Something similar happens in other
rocks as well, and limestones in
particular. The modestly high
solubility of the calcite (or
aragonite) means that when fresh
water with Ca and CO3 in it passes
through the pores the individual
grains can increase in size, taking on
a texture very much like this.
That process, which also lithifies the
rock, occurs some time after
deposition of the loose sediment.
The rock does not lithify as it forms
(though the appearance is the same
as if it had), but later. This is called
recrystallization.
One Final Point
We have talked about sedimentary rocks as if deposition and lithification are the end of the story, but, of course, on a dynamic
Earth it never is the end of the story. One of three things may eventually happen to a sedimentary rock.
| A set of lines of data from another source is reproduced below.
// ==============================================================================
// lib.rs - Genetics Ingest Library
// ==============================================================================
// Description: Genotype file reader and genomic reference resource cache
// Author: Matt Barham
// Created: 2026-10-16
// Modified: 2026-10-16
// Version: 1.0.0
// ==============================================================================

pub mod config;
pub mod decompress;
pub mod models;
pub mod parsers;
pub mod reader;
pub mod resources;

pub use config::ResourcesConfig;
pub use models::{Assembly, Chromosome, Genotype, VariantRecord, VariantTable};
pub use reader::{Reader, ReaderError};
pub use resources::{AssemblyMapping, ReferenceSequence, ResourceError, Resources, UnmappedPolicy};
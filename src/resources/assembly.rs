// ==============================================================================
// assembly.rs - Assembly Mapping Engine
// ==============================================================================
// Description: Ensembl assembly-to-assembly interval mappings and coordinate lift
// Author: Matt Barham
// Created: 2026-10-16
// Modified: 2026-10-16
// Version: 1.0.0
// ==============================================================================
// Mapping data comes from the Ensembl REST endpoint
//   GET {rest}/map/human/{source}/{chrom}/{target}
// One JSON document per chromosome is packed into {source}_{target}.tar.gz as
// {source}_{target}/{chrom}.json. An archive missing any of 1-22, X, Y, MT is
// rejected and rebuilt.
// ==============================================================================

use flate2::read::MultiGzDecoder;
use flate2::write::GzEncoder;
use flate2::Compression;
use serde::{Deserialize, Serialize};
use std::collections::{BTreeMap, HashSet};
use std::fs::File;
use std::io::{BufReader, Read};
use std::path::Path;
use tracing::{debug, info, warn};

use crate::models::{Assembly, Chromosome, VariantRecord};
use crate::resources::download::{is_present, write_atomic, ResourceStore};
use crate::resources::ResourceError;

// ==============================================================================
// ENSEMBL JSON
// ==============================================================================

#[derive(Debug, Clone, Deserialize, Serialize)]
pub struct EnsemblMappingResponse {
    pub mappings: Vec<EnsemblMapping>,
}

#[derive(Debug, Clone, Deserialize, Serialize)]
pub struct EnsemblMapping {
    pub original: EnsemblRegion,
    pub mapped: EnsemblRegion,
}

#[derive(Debug, Clone, Deserialize, Serialize)]
pub struct EnsemblRegion {
    pub seq_region_name: String,
    pub start: u64,
    pub end: u64,
    pub strand: i8,
    #[serde(default)]
    pub coord_system: String,
    #[serde(default)]
    pub assembly: String,
}

// ==============================================================================
// MAPPING MODEL
// ==============================================================================

/// Closed interval on one assembly (1-based, inclusive)
#[derive(Debug, Clone, PartialEq, Eq, Serialize)]
pub struct Region {
    pub chromosome: Chromosome,
    pub start: u64,
    pub end: u64,
    /// 1 forward, -1 reverse
    pub strand: i8,
    pub assembly: String,
}

impl Region {
    fn from_ensembl(region: &EnsemblRegion) -> Option<Self> {
        Some(Self {
            chromosome: region.seq_region_name.parse().ok()?,
            start: region.start,
            end: region.end,
            strand: region.strand,
            assembly: region.assembly.clone(),
        })
    }

    pub fn contains(&self, position: u64) -> bool {
        (self.start..=self.end).contains(&position)
    }
}

/// One aligned block: `original` on the source assembly maps onto `mapped`
#[derive(Debug, Clone, PartialEq, Eq, Serialize)]
pub struct MappingBlock {
    pub original: Region,
    pub mapped: Region,
}

impl MappingBlock {
    fn is_reverse(&self) -> bool {
        self.original.strand * self.mapped.strand < 0
    }
}

/// Result of lifting one coordinate
#[derive(Debug, Clone, Copy, PartialEq, Eq)]
pub struct Lifted {
    pub chromosome: Chromosome,
    pub position: u64,
    /// The target interval runs on the opposite strand
    pub reverse: bool,
}

/// What to do with records that fall outside every mapped block
#[derive(Debug, Clone, Copy, PartialEq, Eq, Default)]
pub enum UnmappedPolicy {
    /// Keep the record at its original coordinates
    #[default]
    Keep,
    Drop,
}

/// Interval mapping between two assemblies, keyed by source chromosome
#[derive(Debug, Clone, Default, PartialEq, Serialize)]
pub struct AssemblyMapping {
    pub source: Option<Assembly>,
    pub target: Option<Assembly>,
    blocks: BTreeMap<Chromosome, Vec<MappingBlock>>,
}

impl AssemblyMapping {
    pub fn new(source: Assembly, target: Assembly) -> Self {
        Self {
            source: Some(source),
            target: Some(target),
            blocks: BTreeMap::new(),
        }
    }

    /// Number of chromosomes with mapping data
    pub fn len(&self) -> usize {
        self.blocks.len()
    }

    pub fn is_empty(&self) -> bool {
        self.blocks.is_empty()
    }

    pub fn chromosomes(&self) -> impl Iterator<Item = &Chromosome> {
        self.blocks.keys()
    }

    pub fn blocks(&self, chromosome: Chromosome) -> &[MappingBlock] {
        self.blocks.get(&chromosome).map(Vec::as_slice).unwrap_or(&[])
    }

    /// Index one chromosome's Ensembl response; blocks are sorted by source start
    pub fn insert_response(&mut self, chromosome: Chromosome, response: &EnsemblMappingResponse) {
        let mut blocks: Vec<MappingBlock> = response
            .mappings
            .iter()
            .filter_map(|m| {
                Some(MappingBlock {
                    original: Region::from_ensembl(&m.original)?,
                    mapped: Region::from_ensembl(&m.mapped)?,
                })
            })
            .collect();

        let dropped = response.mappings.len() - blocks.len();
        if dropped > 0 {
            debug!("chr{}: {} blocks map to non-chromosome regions", chromosome, dropped);
        }

        blocks.sort_by_key(|b| b.original.start);
        self.blocks.insert(chromosome, blocks);
    }

    /// Project a source coordinate onto the target assembly
    pub fn lift(&self, chromosome: Chromosome, position: u64) -> Option<Lifted> {
        let blocks = self.blocks.get(&chromosome)?;

        // Last block starting at or before `position`
        let idx = blocks.partition_point(|b| b.original.start <= position);
        let block = blocks[..idx].last()?;
        if !block.original.contains(position) {
            return None;
        }

        let offset = position - block.original.start;
        let reverse = block.is_reverse();
        let lifted = if reverse {
            block.mapped.end.checked_sub(offset)?
        } else {
            block.mapped.start + offset
        };

        Some(Lifted {
            chromosome: block.mapped.chromosome,
            position: lifted,
            reverse,
        })
    }

    /// Lift every record, complementing genotypes on reverse-strand blocks
    ///
    /// Returns the remapped records and the number that could not be lifted.
    pub fn remap_records(&self, records: &[VariantRecord], policy: UnmappedPolicy) -> (Vec<VariantRecord>, usize) {
        let mut remapped = Vec::with_capacity(records.len());
        let mut unmapped = 0usize;

        for record in records {
            match self.lift(record.chromosome, record.position) {
                Some(lifted) => remapped.push(VariantRecord {
                    rsid: record.rsid.clone(),
                    chromosome: lifted.chromosome,
                    position: lifted.position,
                    genotype: if lifted.reverse {
                        record.genotype.as_ref().map(|g| g.complement())
                    } else {
                        record.genotype.clone()
                    },
                }),
                None => {
                    unmapped += 1;
                    if policy == UnmappedPolicy::Keep {
                        remapped.push(record.clone());
                    }
                }
            }
        }

        if unmapped > 0 {
            info!("{} of {} records could not be remapped", unmapped, records.len());
        }
        (remapped, unmapped)
    }
}

// ==============================================================================
// ARCHIVE
// ==============================================================================

pub fn archive_name(source: Assembly, target: Assembly) -> String {
    format!("{}_{}.tar.gz", source, target)
}

fn member_prefix(source: Assembly, target: Assembly) -> String {
    format!("{}_{}", source, target)
}

/// Chromosome labels an archive must carry
pub fn required_chroms() -> Vec<String> {
    Chromosome::mapped().iter().map(|c| c.to_string()).collect()
}

/// Whether the archive holds `{prefix}/{chrom}.json` for every requested chromosome
pub fn all_chroms_in_archive(path: &Path, prefix: &str, chroms: &[String]) -> bool {
    match archive_members(path) {
        Ok(members) => chroms
            .iter()
            .all(|chrom| members.contains(&format!("{}/{}.json", prefix, chrom))),
        Err(e) => {
            debug!("{}: unreadable archive: {}", path.display(), e);
            false
        }
    }
}

fn archive_members(path: &Path) -> Result<HashSet<String>, ResourceError> {
    let mut archive = tar::Archive::new(MultiGzDecoder::new(BufReader::new(File::open(path)?)));
    let mut members = HashSet::new();
    for entry in archive.entries()? {
        let entry = entry?;
        members.insert(entry.path()?.to_string_lossy().into_owned());
    }
    Ok(members)
}

/// Load mapping data, rebuilding the archive when absent or incomplete
pub fn load_assembly_mapping(
    store: &ResourceStore,
    source: Assembly,
    target: Assembly,
) -> Result<AssemblyMapping, ResourceError> {
    let path = store.path(archive_name(source, target));
    let prefix = member_prefix(source, target);

    if !(is_present(&path) && all_chroms_in_archive(&path, &prefix, &required_chroms())) {
        if path.exists() {
            warn!("{}: incomplete mapping archive, refetching", path.display());
        }
        let bytes = build_archive(store, source, target)?;
        write_atomic(&path, &bytes)?;
    }

    read_archive(&path, source, target)
}

/// Fetch every chromosome's mapping and pack them into a tar.gz
fn build_archive(store: &ResourceStore, source: Assembly, target: Assembly) -> Result<Vec<u8>, ResourceError> {
    let prefix = member_prefix(source, target);
    let mut builder = tar::Builder::new(GzEncoder::new(Vec::new(), Compression::default()));

    for chrom in required_chroms() {
        let url = format!(
            "{}/map/human/{}/{}/{}?content-type=application/json",
            store.ensembl_rest_url(),
            source,
            chrom,
            target
        );
        let body = store.downloader().fetch_json(&url)?;

        // Reject error pages before they are cached
        serde_json::from_slice::<EnsemblMappingResponse>(&body)?;

        let mut header = tar::Header::new_gnu();
        header.set_size(body.len() as u64);
        header.set_mode(0o644);
        header.set_cksum();
        builder.append_data(&mut header, format!("{}/{}.json", prefix, chrom), &body[..])?;
    }

    Ok(builder.into_inner()?.finish()?)
}

fn read_archive(path: &Path, source: Assembly, target: Assembly) -> Result<AssemblyMapping, ResourceError> {
    let prefix = format!("{}/", member_prefix(source, target));
    let mut archive = tar::Archive::new(MultiGzDecoder::new(BufReader::new(File::open(path)?)));
    let mut mapping = AssemblyMapping::new(source, target);

    for entry in archive.entries()? {
        let mut entry = entry?;
        let name = entry.path()?.to_string_lossy().into_owned();
        let Some(chrom) = name
            .strip_prefix(&prefix)
            .and_then(|rest| rest.strip_suffix(".json"))
            .and_then(|label| label.parse::<Chromosome>().ok())
        else {
            continue;
        };

        let mut body = Vec::new();
        entry.read_to_end(&mut body)?;
        let response: EnsemblMappingResponse = serde_json::from_slice(&body)?;
        mapping.insert_response(chrom, &response);
    }

    Ok(mapping)
}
1) We saw an example of one possibility two slides back. In the photograph there we saw evidence that a sand from some source
rock had accumulated and become lithified by coarse cement. The resulting sandstone was then itself weathered and eroded to
provide sand grains for a second sandstone. In other words, any sedimentary rock encountered above base level is subject to
being the source rock for younger sediments.
2) We alluded to another
possibility when we explored
the origin of magma. At the
Peru-Chile Trench a slab of
oceanic crust is being forced
beneath the edge of South
America. But the basalt of the
plate itself is not the only
thing going down the chute.
It is carrying with it sediments
and sedimentary rocks from
the seafloor, the trench itself
(which gets a lot of sediment
from the mountains), and
even the edge of the
continent beneath the trench.
It also carries a lot of water
and the ions dissolved in it.
Thus sediments and
sedimentary rocks can serve
as the parent material for
igneous rocks.
3) We have not yet gotten to the third possibility, but we soon
will. The Himalaya has formed, and is still forming, as a result of
the force of India pushing against the southern edge of Asia. The
two landmasses are on separate tectonic plates and there is a
convergent boundary between them. Before they came into
contact there was a trench here, and a volcanic arc, and there
was a lot of sediment in that trench. There was also abyssal plain
with sediment on it, and a continental shelf on India with a lot on
it. You can bet that the heat and pressure that caused these
mountains to be uplifted also altered those sedimentary rocks
and their low temperature/pressure minerals.
Thus sediments and sedimentary rocks can serve as the parent
material (protoliths) for metamorphic rocks.